> [What is required] What you return should be exactly the lines from the one containing "assert!(glyph_for(' ').is_some());" down to the final line of the listing, with nothing else.
START Information
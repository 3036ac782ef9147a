//! Built-in 5x7 bitmap font for framebuffer overlays (FPS counter, transient
//! error labels, menu captions). No TTF loading, no glyph cache warm-up —
//! just a fixed table looked up directly, since every caller in scope draws
//! a handful of short ASCII strings per tick.

use crate::gfx;
use crate::state::Framebuffer;

pub const CHAR_WIDTH: i32 = 5;
pub const CHAR_HEIGHT: i32 = 7;
pub const CHAR_SPACING: i32 = 6;

/// One column bitmask per glyph column, bit 0 = top row. Covers ASCII
/// 0x20 ('space') through 0x7E ('~').
const GLYPHS: [[u8; 5]; 95] = build_glyphs();

const fn g(rows: [u8; 5]) -> [u8; 5] {
    rows
}

const fn build_glyphs() -> [[u8; 5]; 95] {
    let mut table = [[0u8; 5]; 95];

    table[0] = g([0x00, 0x00, 0x00, 0x00, 0x00]); // space
    table[1] = g([0x00, 0x00, 0x5F, 0x00, 0x00]); // !
    table[2] = g([0x00, 0x07, 0x00, 0x07, 0x00]); // "
    table[3] = g([0x14, 0x7F, 0x14, 0x7F, 0x14]); // #
    table[4] = g([0x24, 0x2A, 0x7F, 0x2A, 0x12]); // $
    table[5] = g([0x23, 0x13, 0x08, 0x64, 0x62]); // %
    table[6] = g([0x36, 0x49, 0x55, 0x22, 0x50]); // &
    table[7] = g([0x00, 0x05, 0x03, 0x00, 0x00]); // '
    table[8] = g([0x00, 0x1C, 0x22, 0x41, 0x00]); // (
    table[9] = g([0x00, 0x41, 0x22, 0x1C, 0x00]); // )
    table[10] = g([0x14, 0x08, 0x3E, 0x08, 0x14]); // *
    table[11] = g([0x08, 0x08, 0x3E, 0x08, 0x08]); // +
    table[12] = g([0x00, 0x50, 0x30, 0x00, 0x00]); // ,
    table[13] = g([0x08, 0x08, 0x08, 0x08, 0x08]); // -
    table[14] = g([0x00, 0x60, 0x60, 0x00, 0x00]); // .
    table[15] = g([0x20, 0x10, 0x08, 0x04, 0x02]); // /
    table[16] = g([0x3E, 0x51, 0x49, 0x45, 0x3E]); // 0
    table[17] = g([0x00, 0x42, 0x7F, 0x40, 0x00]); // 1
    table[18] = g([0x42, 0x61, 0x51, 0x49, 0x46]); // 2
    table[19] = g([0x21, 0x41, 0x45, 0x4B, 0x31]); // 3
    table[20] = g([0x18, 0x14, 0x12, 0x7F, 0x10]); // 4
    table[21] = g([0x27, 0x45, 0x45, 0x45, 0x39]); // 5
    table[22] = g([0x3C, 0x4A, 0x49, 0x49, 0x30]); // 6
    table[23] = g([0x01, 0x71, 0x09, 0x05, 0x03]); // 7
    table[24] = g([0x36, 0x49, 0x49, 0x49, 0x36]); // 8
    table[25] = g([0x06, 0x49, 0x49, 0x29, 0x1E]); // 9
    table[26] = g([0x00, 0x36, 0x36, 0x00, 0x00]); // :
    table[27] = g([0x00, 0x56, 0x36, 0x00, 0x00]); // ;
    table[28] = g([0x08, 0x14, 0x22, 0x41, 0x00]); // <
    table[29] = g([0x14, 0x14, 0x14, 0x14, 0x14]); // =
    table[30] = g([0x00, 0x41, 0x22, 0x14, 0x08]); // >
    table[31] = g([0x02, 0x01, 0x51, 0x09, 0x06]); // ?
    table[32] = g([0x32, 0x49, 0x79, 0x41, 0x3E]); // @
    table[33] = g([0x7E, 0x11, 0x11, 0x11, 0x7E]); // A
    table[34] = g([0x7F, 0x49, 0x49, 0x49, 0x36]); // B
    table[35] = g([0x3E, 0x41, 0x41, 0x41, 0x22]); // C
    table[36] = g([0x7F, 0x41, 0x41, 0x22, 0x1C]); // D
    table[37] = g([0x7F, 0x49, 0x49, 0x49, 0x41]); // E
    table[38] = g([0x7F, 0x09, 0x09, 0x09, 0x01]); // F
    table[39] = g([0x3E, 0x41, 0x49, 0x49, 0x7A]); // G
    table[40] = g([0x7F, 0x08, 0x08, 0x08, 0x7F]); // H
    table[41] = g([0x00, 0x41, 0x7F, 0x41, 0x00]); // I
    table[42] = g([0x20, 0x40, 0x41, 0x3F, 0x01]); // J
    table[43] = g([0x7F, 0x08, 0x14, 0x22, 0x41]); // K
    table[44] = g([0x7F, 0x40, 0x40, 0x40, 0x40]); // L
    table[45] = g([0x7F, 0x02, 0x0C, 0x02, 0x7F]); // M
    table[46] = g([0x7F, 0x04, 0x08, 0x10, 0x7F]); // N
    table[47] = g([0x3E, 0x41, 0x41, 0x41, 0x3E]); // O
    table[48] = g([0x7F, 0x09, 0x09, 0x09, 0x06]); // P
    table[49] = g([0x3E, 0x41, 0x51, 0x21, 0x5E]); // Q
    table[50] = g([0x7F, 0x09, 0x19, 0x29, 0x46]); // R
    table[51] = g([0x46, 0x49, 0x49, 0x49, 0x31]); // S
    table[52] = g([0x01, 0x01, 0x7F, 0x01, 0x01]); // T
    table[53] = g([0x3F, 0x40, 0x40, 0x40, 0x3F]); // U
    table[54] = g([0x1F, 0x20, 0x40, 0x20, 0x1F]); // V
    table[55] = g([0x3F, 0x40, 0x38, 0x40, 0x3F]); // W
    table[56] = g([0x63, 0x14, 0x08, 0x14, 0x63]); // X
    table[57] = g([0x07, 0x08, 0x70, 0x08, 0x07]); // Y
    table[58] = g([0x61, 0x51, 0x49, 0x45, 0x43]); // Z
    table[59] = g([0x00, 0x7F, 0x41, 0x41, 0x00]); // [
    table[60] = g([0x02, 0x04, 0x08, 0x10, 0x20]); // backslash
    table[61] = g([0x00, 0x41, 0x41, 0x7F, 0x00]); // ]
    table[62] = g([0x04, 0x02, 0x01, 0x02, 0x04]); // ^
    table[63] = g([0x40, 0x40, 0x40, 0x40, 0x40]); // _
    table[64] = g([0x00, 0x01, 0x02, 0x04, 0x00]); // `
    table[65] = g([0x20, 0x54, 0x54, 0x54, 0x78]); // a
    table[66] = g([0x7F, 0x48, 0x44, 0x44, 0x38]); // b
    table[67] = g([0x38, 0x44, 0x44, 0x44, 0x20]); // c
    table[68] = g([0x38, 0x44, 0x44, 0x48, 0x7F]); // d
    table[69] = g([0x38, 0x54, 0x54, 0x54, 0x18]); // e
    table[70] = g([0x08, 0x7E, 0x09, 0x01, 0x02]); // f
    table[71] = g([0x0C, 0x52, 0x52, 0x52, 0x3E]); // g
    table[72] = g([0x7F, 0x08, 0x04, 0x04, 0x78]); // h
    table[73] = g([0x00, 0x44, 0x7D, 0x40, 0x00]); // i
    table[74] = g([0x20, 0x40, 0x44, 0x3D, 0x00]); // j
    table[75] = g([0x7F, 0x10, 0x28, 0x44, 0x00]); // k
    table[76] = g([0x00, 0x41, 0x7F, 0x40, 0x00]); // l
    table[77] = g([0x7C, 0x04, 0x18, 0x04, 0x78]); // m
    table[78] = g([0x7C, 0x08, 0x04, 0x04, 0x78]); // n
    table[79] = g([0x38, 0x44, 0x44, 0x44, 0x38]); // o
    table[80] = g([0x7C, 0x14, 0x14, 0x14, 0x08]); // p
    table[81] = g([0x08, 0x14, 0x14, 0x18, 0x7C]); // q
    table[82] = g([0x7C, 0x08, 0x04, 0x04, 0x08]); // r
    table[83] = g([0x48, 0x54, 0x54, 0x54, 0x20]); // s
    table[84] = g([0x04, 0x3F, 0x44, 0x40, 0x20]); // t
    table[85] = g([0x3C, 0x40, 0x40, 0x20, 0x7C]); // u
    table[86] = g([0x1C, 0x20, 0x40, 0x20, 0x1C]); // v
    table[87] = g([0x3C, 0x40, 0x30, 0x40, 0x3C]); // w
    table[88] = g([0x44, 0x28, 0x10, 0x28, 0x44]); // x
    table[89] = g([0x0C, 0x50, 0x50, 0x50, 0x3C]); // y
    table[90] = g([0x44, 0x64, 0x54, 0x4C, 0x44]); // z
    table[91] = g([0x00, 0x08, 0x36, 0x41, 0x00]); // {
    table[92] = g([0x00, 0x00, 0x7F, 0x00, 0x00]); // |
    table[93] = g([0x00, 0x41, 0x36, 0x08, 0x00]); // }
    table[94] = g([0x08, 0x04, 0x08, 0x10, 0x08]); // ~

    table
}

fn glyph_for(c: char) -> Option<&'static [u8; 5]> {
    let code = c as u32;
    if !(0x20..=0x7E).contains(&code) {
        return None;
    }
    Some(&GLYPHS[(code - 0x20) as usize])
}

pub fn draw_char(fb: &mut Framebuffer, x: i32, y: i32, c: char, color: u16) {
    let Some(columns) = glyph_for(c) else {
        return;
    };
    for (col, bits) in columns.iter().enumerate() {
        for row in 0..CHAR_HEIGHT {
            if bits & (1 << row) != 0 {
                gfx::point(fb, x + col as i32, y + row, color);
            }
        }
    }
}

pub fn draw_text(fb: &mut Framebuffer, x: i32, y: i32, text: &str, color: u16) {
    let start_x = x;
    let mut cx = x;
    let mut cy = y;
    for c in text.chars() {
        if c == '\n' {
            cy += CHAR_HEIGHT + 2;
            cx = start_x;
            continue;
        }
        draw_char(fb, cx, cy, c, color);
        cx += CHAR_SPACING;
    }
}

/// Draws `text` once in black at the four cardinal offsets and once in
/// `color` on top, for legibility over a busy animated background.
pub fn draw_text_outlined(fb: &mut Framebuffer, x: i32, y: i32, text: &str, color: u16) {
    const OUTLINE: u16 = 0x0000;
    for (dx, dy) in [(-1, 0), (1, 0), (0, -1), (0, 1)] {
        draw_text(fb, x + dx, y + dy, text, OUTLINE);
    }
    draw_text(fb, x, y, text, color);
}

pub fn measure_text(text: &str) -> i32 {
    let mut width = 0;
    let mut line_width = 0;
    for c in text.chars() {
        if c == '\n' {
            width = width.max(line_width);
            line_width = 0;
            continue;
        }
        line_width += CHAR_SPACING;
    }
    width.max(line_width)
}

#[cfg(test)]
mod tests {
    use super::*;

    #[test]
    fn glyph_lookup_covers_printable_ascii_and_rejects_control_chars() {
        assert!(glyph_for('A').is_some());
        assert!(glyph_for('~').is_some());
        assert!(glyph_for(' ').is_some());
        assert!(glyph_for('\n').is_none());
        assert!(glyph_for('\u{1F600}').is_none());
    }

    #[test]
    fn measure_text_counts_fixed_advance_per_character() {
        assert_eq!(measure_text("AB"), CHAR_SPACING * 2);
        assert_eq!(measure_text(""), 0);
    }

    #[test]
    fn measure_text_takes_the_widest_line() {
        assert_eq!(measure_text("AB\nABC"), CHAR_SPACING * 3);
    }

    #[test]
    fn draw_char_writes_pixels_for_a_non_blank_glyph() {
        let mut fb = Framebuffer::new();
        draw_char(&mut fb, 0, 0, 'A', 0xFFFF);
        let any_set = (0..CHAR_HEIGHT)
            .flat_map(|y| (0..CHAR_WIDTH).map(move |x| (x, y)))
            .any(|(x, y)| fb.get(x as usize, y as usize) != 0);
        assert!(any_set);
    }

    #[test]
    fn draw_char_for_space_writes_nothing() {
        let mut fb = Framebuffer::new();
        draw_char(&mut fb, 0, 0, ' ', 0xFFFF);
        let any_set = (0..CHAR_HEIGHT)
            .flat_map(|y| (0..CHAR_WIDTH).map(move |x| (x, y)))
            .any(|(x, y)| fb.get(x as usize, y as usize) != 0);
        assert!(!any_set);
    }
}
END Information
> [Response to the task]
        assert!(glyph_for(' ').is_some());
        assert!(glyph_for('\n').is_none());
        assert!(glyph_for('\u{1F600}').is_none());
    }

    #[test]
    fn measure_text_counts_fixed_advance_per_character() {
        assert_eq!(measure_text("AB"), CHAR_SPACING * 2);
        assert_eq!(measure_text(""), 0);
    }

    #[test]
    fn measure_text_takes_the_widest_line() {
        assert_eq!(measure_text("AB\nABC"), CHAR_SPACING * 3);
    }

    #[test]
    fn draw_char_writes_pixels_for_a_non_blank_glyph() {
        let mut fb = Framebuffer::new();
        draw_char(&mut fb, 0, 0, 'A', 0xFFFF);
        let any_set = (0..CHAR_HEIGHT)
            .flat_map(|y| (0..CHAR_WIDTH).map(move |x| (x, y)))
            .any(|(x, y)| fb.get(x as usize, y as usize) != 0);
        assert!(any_set);
    }

    #[test]
    fn draw_char_for_space_writes_nothing() {
        let mut fb = Framebuffer::new();
        draw_char(&mut fb, 0, 0, ' ', 0xFFFF);
        let any_set = (0..CHAR_HEIGHT)
            .flat_map(|y| (0..CHAR_WIDTH).map(move |x| (x, y)))
            .any(|(x, y)| fb.get(x as usize, y as usize) != 0);
        assert!(!any_set);
    }
}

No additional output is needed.